I thought I would share with you the parts of my book, Adolescent Assessment, that readers found the most interesting. One of the most popular topics was defense mechanisms. Anna Freud (1958), Sigmund's daughter, believed people defended themselves against anxiety with defense mechanisms. As you may have learned in Introductory Psychology, Freudians believe internal conflicts cause anxiety. To reduce this anxiety, people employ psychological defenses.
After many years of observing children, adolescents, and adults, and despite my extremely rigorous scientific training, I've concluded there is some merit to Freudian observations. While I don't believe Sigmund Freud was God and would never call myself a Freudian, I do believe he was a very smart man and an astute observer. I mean what parent of a small child can deny oral, anal, and phallic stages?
But, what Anna Freud called "defenses," I would call coping styles. Rather than a series of ego conflicts to resolve, I think children are born with temperaments and these temperaments develop into coping styles. Take for example, regression. Regression is common behavior in children and teens. A preschooler who loses a nanny may return to wetting his bed. A young adult struggling for independence may return to live with parents several times before becoming fully self-reliant. How about denial? Teens are experts at denial. They deny their very mortality. When I was a teen, I never thought I would get in a car accident. That only happened to other people. Teens also think they don't need contraception or won't get STD's. Many of my college students told me that they don't even talk about protection or STDs with their partners. They just assume this won't happen.

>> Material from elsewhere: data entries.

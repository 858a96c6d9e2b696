use ibc_proto::google::protobuf::Any;
use ibc_proto::ibc::applications::transfer::v1::MsgTransfer;
use ibc_proto::ibc::core::channel::v1::{
    MsgAcknowledgement, MsgRecvPacket, MsgTimeout, Packet,
};
use prost::Message;
use serde::Serialize;
use tracing::debug;

use crate::error::Error;
use crate::namespace::CodecContext;

pub const TRANSFER_TYPE_URL: &str = "/ibc.applications.transfer.v1.MsgTransfer";
pub const RECV_PACKET_TYPE_URL: &str = "/ibc.core.channel.v1.MsgRecvPacket";
pub const TIMEOUT_TYPE_URL: &str = "/ibc.core.channel.v1.MsgTimeout";
pub const ACKNOWLEDGEMENT_TYPE_URL: &str = "/ibc.core.channel.v1.MsgAcknowledgement";

/// Router key of the fungible token transfer module.
pub const TRANSFER_ROUTE: &str = "transfer";

#[derive(Clone, Debug, PartialEq, Eq, Serialize)]
pub struct TransferMessage {
    pub sender: String,
    pub receiver: String,
    pub denom: String,
    pub amount: String,
    pub source_port: String,
    pub source_channel: String,
    pub route: String,
}

#[derive(Clone, Debug, PartialEq, Eq, Serialize)]
pub struct PacketMessage {
    pub signer: String,
    pub sequence: u64,
    pub source_port: String,
    pub source_channel: String,
    pub destination_port: String,
    pub destination_channel: String,
}

/// A transaction message, classified once when it is decoded.
#[derive(Clone, Debug, PartialEq, Eq)]
pub enum DecodedMessage {
    Transfer(TransferMessage),
    RecvPacket(PacketMessage),
    Timeout(PacketMessage),
    Acknowledgement(PacketMessage),
    Unrecognized { type_url: String },
}

impl DecodedMessage {
    /// Decodes `msg` according to its type url. Messages of any type other
    /// than the four IBC messages of interest are `Unrecognized`.
    pub fn decode(msg: &Any) -> Result<Self, Error> {
        let value = msg.value.as_slice();

        match msg.type_url.as_str() {
            TRANSFER_TYPE_URL => {
                let m = MsgTransfer::decode(value)
                    .map_err(|e| Error::protobuf_decode(String::from("MsgTransfer"), e))?;

                let (denom, amount) = m
                    .token
                    .map(|coin| (coin.denom, coin.amount))
                    .unwrap_or_default();

                Ok(Self::Transfer(TransferMessage {
                    sender: m.sender,
                    receiver: m.receiver,
                    denom,
                    amount,
                    source_port: m.source_port,
                    source_channel: m.source_channel,
                    route: TRANSFER_ROUTE.to_string(),
                }))
            }
            RECV_PACKET_TYPE_URL => {
                let m = MsgRecvPacket::decode(value)
                    .map_err(|e| Error::protobuf_decode(String::from("MsgRecvPacket"), e))?;

                Ok(Self::RecvPacket(PacketMessage::new(m.signer, m.packet)))
            }
            TIMEOUT_TYPE_URL => {
                let m = MsgTimeout::decode(value)
                    .map_err(|e| Error::protobuf_decode(String::from("MsgTimeout"), e))?;

                Ok(Self::Timeout(PacketMessage::new(m.signer, m.packet)))
            }
            ACKNOWLEDGEMENT_TYPE_URL => {
                let m = MsgAcknowledgement::decode(value)
                    .map_err(|e| Error::protobuf_decode(String::from("MsgAcknowledgement"), e))?;

                Ok(Self::Acknowledgement(PacketMessage::new(m.signer, m.packet)))
            }
            type_url => Ok(Self::Unrecognized {
                type_url: type_url.to_string(),
            }),
        }
    }

    /// Re-encodes the account addresses carried by the message under the
    /// prefix installed in `ctx`. Addresses which are not valid bech32 are
    /// kept as they are.
    pub fn normalize_addresses(self, ctx: &CodecContext<'_>) -> Self {
        match self {
            Self::Transfer(mut m) => {
                m.sender = normalize(ctx, m.sender);
                Self::Transfer(m)
            }
            Self::RecvPacket(mut m) => {
                m.signer = normalize(ctx, m.signer);
                Self::RecvPacket(m)
            }
            Self::Timeout(mut m) => {
                m.signer = normalize(ctx, m.signer);
                Self::Timeout(m)
            }
            Self::Acknowledgement(mut m) => {
                m.signer = normalize(ctx, m.signer);
                Self::Acknowledgement(m)
            }
            unrecognized => unrecognized,
        }
    }
}

impl PacketMessage {
    fn new(signer: String, packet: Option<Packet>) -> Self {
        let packet = packet.unwrap_or_default();

        Self {
            signer,
            sequence: packet.sequence,
            source_port: packet.source_port,
            source_channel: packet.source_channel,
            destination_port: packet.destination_port,
            destination_channel: packet.destination_channel,
        }
    }
}

fn normalize(ctx: &CodecContext<'_>, address: String) -> String {
    match ctx.normalize_account(&address) {
        Ok(normalized) => normalized,
        Err(e) => {
            debug!(%address, "keeping address as is: {e}");
            address
        }
    }
}
use ibc_proto::google::protobuf::Any;
use ibc_proto::ibc::core::commitment::v1::MerkleProof;
use ibc_proto::ibc::lightclients::tendermint::v1::ClientState as TmClientState;
use prost::Message;
use tracing::{debug, instrument};

use crate::chain::cosmos::query::{abci_query, IBC_QUERY_PATH};
use crate::chain::cosmos::retry::retry_transient;
use crate::chain::cosmos::ChainClient;
use crate::error::Error;
use crate::types::height::Height;

pub const TENDERMINT_CLIENT_STATE_TYPE_URL: &str = "/ibc.lightclients.tendermint.v1.ClientState";

/// Everything the counterparty needs to verify the local state of a
/// connection handshake. Only ever built complete.
#[derive(Clone, Debug, PartialEq)]
pub struct ProofBundle {
    pub client_state: Any,
    pub client_state_proof: Vec<u8>,

    /// Height of the consensus state proven below, the client's latest height.
    pub consensus_height: Height,
    pub consensus_state_proof: Vec<u8>,

    pub connection_proof: Vec<u8>,

    /// Height at which the connection proof verifies.
    pub proof_height: Height,
}

/// A value read from the IBC store together with its Merkle proof.
#[derive(Clone, Debug, PartialEq)]
pub struct ProvenValue {
    pub value: Vec<u8>,
    pub proof: MerkleProof,
    pub proof_height: Height,
}

impl ProvenValue {
    pub fn proof_bytes(&self) -> Vec<u8> {
        self.proof.encode_to_vec()
    }
}

/// Latest height tracked by a Tendermint light client state.
pub fn client_state_latest_height(client_state: &Any) -> Result<Height, Error> {
    if client_state.type_url != TENDERMINT_CLIENT_STATE_TYPE_URL {
        return Err(Error::unsupported_client_state(client_state.type_url.clone()));
    }

    let client_state = TmClientState::decode(client_state.value.as_slice())
        .map_err(|e| Error::protobuf_decode(String::from("ClientState"), e))?;

    client_state
        .latest_height
        .map(Height::from)
        .ok_or_else(Error::missing_latest_height)
}

impl ChainClient {
    /// Reads `key` from the IBC store at `height` with a proof. The proof
    /// verifies against the app hash of the next block.
    ///
    /// Height zero would let the node answer at its latest height, so it is
    /// rejected.
    pub async fn query_proven(&self, key: String, height: u64) -> Result<ProvenValue, Error> {
        if height == 0 {
            return Err(Error::zero_proof_height());
        }

        let data = key.into_bytes();

        let response = retry_transient(&self.retry, "proof query", || {
            abci_query(
                self.rpc.as_ref(),
                IBC_QUERY_PATH.to_string(),
                data.clone(),
                Some(height),
                true,
            )
        })
        .await?;

        if response.value.is_empty() {
            return Err(Error::empty_response_value());
        }

        let proof = response.proof.ok_or_else(Error::empty_response_proof)?;

        Ok(ProvenValue {
            value: response.value,
            proof,
            proof_height: Height::new(self.self_version(), response.height + 1),
        })
    }

    pub async fn query_client_state_with_proof(
        &self,
        height: u64,
    ) -> Result<(Any, ProvenValue), Error> {
        let key = self.path_end()?.client_state_path();
        let proven = self.query_proven(key, height).await?;

        let client_state = Any::decode(proven.value.as_slice())
            .map_err(|e| Error::protobuf_decode(String::from("ClientState"), e))?;

        Ok((client_state, proven))
    }

    pub async fn query_consensus_state_with_proof(
        &self,
        consensus_height: Height,
        height: u64,
    ) -> Result<ProvenValue, Error> {
        let key = self.path_end()?.consensus_state_path(
            consensus_height.revision_number,
            consensus_height.revision_height,
        );

        self.query_proven(key, height).await
    }

    pub async fn query_connection_with_proof(&self, height: u64) -> Result<ProvenValue, Error> {
        let key = self
            .path_end()?
            .connection_path()
            .ok_or_else(|| Error::missing_connection_id(self.chain_id().clone()))?;

        self.query_proven(key, height).await
    }

    /// Gathers the client state, consensus state and connection proofs of the
    /// configured path end at `height`.
    ///
    /// The consensus state to prove depends on the client state, so the
    /// client state is queried first. The two remaining queries then run
    /// concurrently, and both are awaited even when one of them fails.
    ///
    /// All three proofs must verify at the same height, the one following
    /// `height`. A node answering any query at another height fails the
    /// whole bundle.
    #[instrument(
        name = "generate_handshake_proof",
        level = "error",
        skip_all,
        fields(chain = %self.chain_id(), height = height),
    )]
    pub async fn generate_handshake_proof(&self, height: u64) -> Result<ProofBundle, Error> {
        if height == 0 {
            return Err(Error::zero_proof_height());
        }

        let (client_state, client_state_proven) = self.query_client_state_with_proof(height).await?;
        let consensus_height = client_state_latest_height(&client_state)?;

        debug!(%consensus_height, "client state retrieved");

        let (consensus, connection) = tokio::join!(
            self.query_consensus_state_with_proof(consensus_height, height),
            self.query_connection_with_proof(height),
        );

        let consensus = consensus?;
        let connection = connection?;

        let expected = Height::new(self.self_version(), height + 1);
        let heights = [
            client_state_proven.proof_height,
            consensus.proof_height,
            connection.proof_height,
        ];

        if heights.iter().any(|h| *h != expected) {
            return Err(Error::inconsistent_proof_heights(
                client_state_proven.proof_height.to_string(),
                consensus.proof_height.to_string(),
                connection.proof_height.to_string(),
            ));
        }

        Ok(ProofBundle {
            client_state,
            client_state_proof: client_state_proven.proof_bytes(),
            consensus_height,
            consensus_state_proof: consensus.proof_bytes(),
            connection_proof: connection.proof_bytes(),
            proof_height: connection.proof_height,
        })
    }
}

Withdrawal and avoidance effectively reduce social anxiety, at least in the short term. For many shy teens, it is much easier to interact with the computer than to go to a party. By rationalizing things, teens can explain away anything. It used to be that the dog ate the home work. Today homework goes undone because the printer broke. Displacement is a great way of blaming others for one's own behavior. Teenagers are always angry at their parents. Everything that is wrong in the world is their parents fault, e.g. war, poverty, injustice. After being blamed for all of the world's injustices, I simply told my son, "I wish I was that important or that powerful. I am just one small person." Asceticism is probably my favorite. This monk-like behavior is especially common in college students. Ascetics have no physical needs. They can stay up all night studying and never need to sleep or eat.

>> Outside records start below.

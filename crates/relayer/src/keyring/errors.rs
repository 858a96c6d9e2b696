use flex_error::{define_error, TraceError};

define_error! {
    Error {
        KeyNotFound
            { name: String }
            |e| { format!("cannot find key '{}' in the key store", e.name) },

        ExistingKey
            { name: String }
            |e| { format!("key '{}' already exists in the key store", e.name) },

        InvalidMnemonic
            { reason: String }
            |e| { format!("invalid mnemonic: {}", e.reason) },

        InvalidHdPath
            { path: String }
            |e| { format!("invalid derivation path: {}", e.path) },

        PrivateKey
            { reason: String }
            |e| { format!("cannot generate private key: {}", e.reason) },

        InvalidKeyName
            { name: String }
            |e| { format!("invalid key name '{}': must be a single non-empty path component", e.name) },

        InvalidKey
            { name: String, reason: String }
            |e| { format!("invalid key '{}': {}", e.name, e.reason) },

        KeyStore
            { path: String }
            [ TraceError<std::io::Error> ]
            |e| { format!("key store I/O error at {}", e.path) },

        KeyFile
            { path: String }
            [ TraceError<serde_json::Error> ]
            |e| { format!("cannot read or write key file {}", e.path) },
    }
}
use std::sync::{Mutex, MutexGuard, PoisonError};

use async_trait::async_trait;
use serde::Serialize;
use tendermint::{Hash as TxHash, Time};

use crate::error::Error;
use crate::etl::message::{PacketMessage, TransferMessage};
use crate::types::identifier::ChainId;

/// One included transaction.
#[derive(Clone, Debug, PartialEq, Eq, Serialize)]
pub struct TxRow {
    pub hash: TxHash,
    pub chain_id: ChainId,
    pub height: u64,
    pub time: Time,
}

#[derive(Clone, Debug, PartialEq, Eq, Serialize)]
pub struct TransferRow {
    pub tx_hash: TxHash,
    /// Position of the message within its transaction.
    pub msg_index: usize,
    pub transfer: TransferMessage,
}

/// A packet lifecycle message: receive, timeout or acknowledgement.
#[derive(Clone, Debug, PartialEq, Eq, Serialize)]
pub struct PacketRow {
    pub tx_hash: TxHash,
    pub msg_index: usize,
    pub packet: PacketMessage,
}

/// Destination of the rows extracted by the block scanner.
///
/// Rows for different heights arrive in no particular order, and re-scanning
/// a height inserts its rows again.
#[async_trait]
pub trait Sink: Send + Sync {
    async fn insert_transaction(&self, row: &TxRow) -> Result<(), Error>;

    async fn insert_transfer_message(&self, row: &TransferRow) -> Result<(), Error>;

    async fn insert_recv_packet_message(&self, row: &PacketRow) -> Result<(), Error>;

    async fn insert_timeout_message(&self, row: &PacketRow) -> Result<(), Error>;

    async fn insert_ack_message(&self, row: &PacketRow) -> Result<(), Error>;

    /// Highest block height stored so far for `chain_id`, if any.
    async fn last_stored_height(&self, chain_id: &ChainId) -> Result<Option<u64>, Error>;
}

#[derive(Debug, Default)]
struct Rows {
    transactions: Vec<TxRow>,
    transfers: Vec<TransferRow>,
    recv_packets: Vec<PacketRow>,
    timeouts: Vec<PacketRow>,
    acks: Vec<PacketRow>,
    rejecting: bool,
}

/// A sink keeping every row in memory.
#[derive(Debug, Default)]
pub struct MemorySink {
    rows: Mutex<Rows>,
}

impl MemorySink {
    pub fn new() -> Self {
        Self::default()
    }

    fn rows(&self) -> MutexGuard<'_, Rows> {
        self.rows.lock().unwrap_or_else(PoisonError::into_inner)
    }

    /// While set, every insert fails and nothing is stored.
    pub fn set_rejecting(&self, rejecting: bool) {
        self.rows().rejecting = rejecting;
    }

    pub fn transactions(&self) -> Vec<TxRow> {
        self.rows().transactions.clone()
    }

    pub fn transfers(&self) -> Vec<TransferRow> {
        self.rows().transfers.clone()
    }

    pub fn recv_packets(&self) -> Vec<PacketRow> {
        self.rows().recv_packets.clone()
    }

    pub fn timeouts(&self) -> Vec<PacketRow> {
        self.rows().timeouts.clone()
    }

    pub fn acks(&self) -> Vec<PacketRow> {
        self.rows().acks.clone()
    }

    fn insert<T>(&self, row: &T, table: impl FnOnce(&mut Rows) -> &mut Vec<T>) -> Result<(), Error>
    where
        T: Clone,
    {
        let mut rows = self.rows();
        if rows.rejecting {
            return Err(Error::sink("insert rejected".to_string()));
        }

        table(&mut rows).push(row.clone());
        Ok(())
    }
}

#[async_trait]
impl Sink for MemorySink {
    async fn insert_transaction(&self, row: &TxRow) -> Result<(), Error> {
        self.insert(row, |rows| &mut rows.transactions)
    }

    async fn insert_transfer_message(&self, row: &TransferRow) -> Result<(), Error> {
        self.insert(row, |rows| &mut rows.transfers)
    }

    async fn insert_recv_packet_message(&self, row: &PacketRow) -> Result<(), Error> {
        self.insert(row, |rows| &mut rows.recv_packets)
    }

    async fn insert_timeout_message(&self, row: &PacketRow) -> Result<(), Error> {
        self.insert(row, |rows| &mut rows.timeouts)
    }

    async fn insert_ack_message(&self, row: &PacketRow) -> Result<(), Error> {
        self.insert(row, |rows| &mut rows.acks)
    }

    async fn last_stored_height(&self, chain_id: &ChainId) -> Result<Option<u64>, Error> {
        Ok(self
            .rows()
            .transactions
            .iter()
            .filter(|row| &row.chain_id == chain_id)
            .map(|row| row.height)
            .max())
    }
}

Not all coping styles are maladaptive. In fact, some are very adaptive. Take sublimation, for example, channeling anger into a basketball game may be a very effective coping mechanism. And each coping style is only maladaptive when impairing social or occupational functioning. Everyone feels like being alone sometimes. But, one client was so shy she withdrew from school, shut herself up in her room, became school phobic, stopped going to school and developed a bad case of colitis. Now, as an adult, she can't leave the house to go to the grocery store. So, how does a professional determine when a coping style has become maladaptive? One way is when withdrawing to the bedroom is interfering with daily life, like going to school. Another way to judge the clinical severity of a symptom, is to assess frequency, intensity, and duration. How often does it happen? How strong is the problem behavior? And, how long has it been going on? Obviously, staying home with Ben and Jerry's on an occasional Friday night is very different than daily sobbing oneself to sleep.
To wrap up, teens cope in some interesting ways that are similar to what Anna Freud called defense mechanisms: regression, denial, withdrawal, rationalization, displacement, asceticism, and sublimation. Based on many years experience, I think that these coping styles evolve from inborn temperaments rather than ego conflicts. Shy children tend to withdraw. But, coping styles are neither life sentences nor necessarily maladaptive. A shy child can become a confident adult.
That's it for today. I took on Freudian defenses from a developmental and social psychological perspective. Next time, I will take on the Freudian concept of catharsis. Is catharsis real? Stay tuned.
Freud, A. (1958). The ego and mechanisms of defense. New York: International Universities Press.